- [WHAT YOU SHOULD DO]: Take the records below and retype them line by line, from the first line through the one containing "Members whose similarity"; stop there.

--- START ---

//! Similarity search over the gram table

use std::cmp::Ordering;
use std::fmt;
use std::hash::Hash;

use ahash::AHashMap;
use tracing::trace;

use super::{IndexBuilder, NGramIndex};
use crate::config::IndexConfig;
use crate::error::Result;
use crate::grams::{self, char_len};
use crate::key::KeyFn;
use crate::similarity::ngram_similarity;

/// A member found by a search, with its similarity to the query
#[derive(Debug, Clone, Copy, PartialEq)]
pub struct SearchMatch<'a, T> {
    pub item: &'a T,
    pub score: f64,
}

impl<T> NGramIndex<T>
where
    T: Eq + Hash + Clone + fmt::Debug + 'static,
{
    /// Members sharing at least one gram with `query`, mapped to the number
    /// of grams shared.
    ///
    /// Shared grams are counted as a multiset intersection: a gram occurring
    /// twice in the query and three times in a member contributes two.
    pub fn shared_gram_counts(&self, query: &str) -> Result<AHashMap<&T, usize>> {
        let padded = self.padded_query(query)?;
        Ok(self.shared_for_padded(&padded))
    }

    /// Alias of [`shared_gram_counts`](Self::shared_gram_counts)
    pub fn items_sharing_ngrams(&self, query: &str) -> Result<AHashMap<&T, usize>> {
        self.shared_gram_counts(query)
    }

    fn shared_for_padded(&self, padded: &str) -> AHashMap<&T, usize> {
        let mut shared: AHashMap<&T, usize> = AHashMap::new();
        // occurrences of (gram, member) still available to match
        let mut remaining: AHashMap<(&str, &T), usize> = AHashMap::new();
        for gram in grams::grams(padded, self.config.n) {
            let Some(postings) = self.grams.get(gram) else {
                continue;
            };
            for (item, &count) in postings {
                let item: &T = item;
                let budget = remaining.entry((gram, item)).or_insert(count);
                if *budget > 0 {
                    *budget -= 1;
                    *shared.entry(item).or_insert(0) += 1;
                }
            }
        }
        shared
    }
}

impl<T> NGramIndex<T>
where
    T: Ord + Hash + Clone + fmt::Debug + 'static,
{
    /// Members whose similarity to `query` is at least `threshold` (the
    /// index default when `None`), best first.
    ///
    /// Equal scores are ordered by the items' natural ordering.
    ///
    /// Only members sharing a gram with the query are candidates. A key whose
    /// padded form is shorter than `n` has no grams, so with a small `pad_len`
    /// such a member is never returned, not even for its own key.
    pub fn search(
        &self,
        query: &str,
        threshold: Option<f64>,
    ) -> Result<Vec<SearchMatch<'_, T>>> {
        let padded = self.padded_query(query)?;
        Ok(self.search_padded(&padded, threshold))
    }

    /// Search using the key of `item` as the query.
    pub fn search_item(
        &self,
        item: &T,
        threshold: Option<f64>,
    ) -> Result<Vec<SearchMatch<'_, T>>> {
        let padded = self.padded_key(item)?;
        Ok(self.search_padded(&padded, threshold))
    }

    /// The best match for `query`, `None` if nothing reaches the threshold.
    pub fn find(&self, query: &str, threshold: Option<f64>) -> Result<Option<&T>> {
        Ok(self.search(query, threshold)?.first().map(|m| m.item))
    }

    /// The best match for the key of `item`.
    pub fn find_item(&self, item: &T, threshold: Option<f64>) -> Result<Option<&T>> {
        Ok(self.search_item(item, threshold)?.first().map(|m| m.item))
    }

    /// The top `count` matches at the default threshold.
    pub fn find_best(&self, query: &str, count: usize) -> Result<Vec<SearchMatch<'_, T>>> {
        let mut matches = self.search(query, None)?;
        matches.truncate(count);
        Ok(matches)
    }

    fn search_padded(&self, padded: &str, threshold: Option<f64>) -> Vec<SearchMatch<'_, T>> {
        let threshold = threshold.unwrap_or(self.config.threshold);
        let n = self.config.n;
        let query_len = char_len(padded);
        let shared = self.shared_for_padded(padded);
        let candidates = shared.len();

        let mut matches: Vec<SearchMatch<'_, T>> = shared
            .into_iter()
            .filter_map(|(item, samegrams)| {
                let item_len = self.members.get(item).copied()?;
                // gram occurrences of both strings, minus those in common
                let allgrams = (query_len + item_len + 2).saturating_sub(2 * n + samegrams);
                let score = ngram_similarity(samegrams, allgrams, self.config.warp);
                (score >= threshold).then_some(SearchMatch { item, score })
            })
            .collect();

        matches.sort_by(|a, b| {
            b.score
                .partial_cmp(&a.score)
                .unwrap_or(Ordering::Equal)
                .then_with(|| a.item.cmp(b.item))
        });

        trace!(
            query_len,
            candidates,
            matches = matches.len(),
            threshold,
            "n-gram search"
        );
        matches
    }
}

impl NGramIndex<String> {
    /// Similarity of two strings under `config`.
    ///
    /// `None` stands for a missing value: two missing values compare 1.0, a
    /// missing and a present value 0.0.
    pub fn compare(s1: Option<&str>, s2: Option<&str>, config: &IndexConfig) -> Result<f64> {
        let (s1, s2) = match (s1, s2) {
            (Some(s1), Some(s2)) => (s1, s2),
            (s1, s2) => return Ok(if s1 == s2 { 1.0 } else { 0.0 }),
        };
        let index = IndexBuilder::new(KeyFn::<String>::identity())
            .config(config.clone())
            .build_with([s1.to_owned()])?;
        let score = index.search(s2, None)?.first().map_or(0.0, |m| m.score);
        Ok(score)
    }
}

--- END ---

- [ANSWER SECTION]:
//! Similarity search over the gram table

use std::cmp::Ordering;
use std::fmt;
use std::hash::Hash;

use ahash::AHashMap;
use tracing::trace;

use super::{IndexBuilder, NGramIndex};
use crate::config::IndexConfig;
use crate::error::Result;
use crate::grams::{self, char_len};
use crate::key::KeyFn;
use crate::similarity::ngram_similarity;

/// A member found by a search, with its similarity to the query
#[derive(Debug, Clone, Copy, PartialEq)]
pub struct SearchMatch<'a, T> {
    pub item: &'a T,
    pub score: f64,
}

impl<T> NGramIndex<T>
where
    T: Eq + Hash + Clone + fmt::Debug + 'static,
{
    /// Members sharing at least one gram with `query`, mapped to the number
    /// of grams shared.
    ///
    /// Shared grams are counted as a multiset intersection: a gram occurring
    /// twice in the query and three times in a member contributes two.
    pub fn shared_gram_counts(&self, query: &str) -> Result<AHashMap<&T, usize>> {
        let padded = self.padded_query(query)?;
        Ok(self.shared_for_padded(&padded))
    }

    /// Alias of [`shared_gram_counts`](Self::shared_gram_counts)
    pub fn items_sharing_ngrams(&self, query: &str) -> Result<AHashMap<&T, usize>> {
        self.shared_gram_counts(query)
    }

    fn shared_for_padded(&self, padded: &str) -> AHashMap<&T, usize> {
        let mut shared: AHashMap<&T, usize> = AHashMap::new();
        // occurrences of (gram, member) still available to match
        let mut remaining: AHashMap<(&str, &T), usize> = AHashMap::new();
        for gram in grams::grams(padded, self.config.n) {
            let Some(postings) = self.grams.get(gram) else {
                continue;
            };
            for (item, &count) in postings {
                let item: &T = item;
                let budget = remaining.entry((gram, item)).or_insert(count);
                if *budget > 0 {
                    *budget -= 1;
                    *shared.entry(item).or_insert(0) += 1;
                }
            }
        }
        shared
    }
}

impl<T> NGramIndex<T>
where
    T: Ord + Hash + Clone + fmt::Debug + 'static,
{
    /// Members whose similarity to `query` is at least `threshold` (the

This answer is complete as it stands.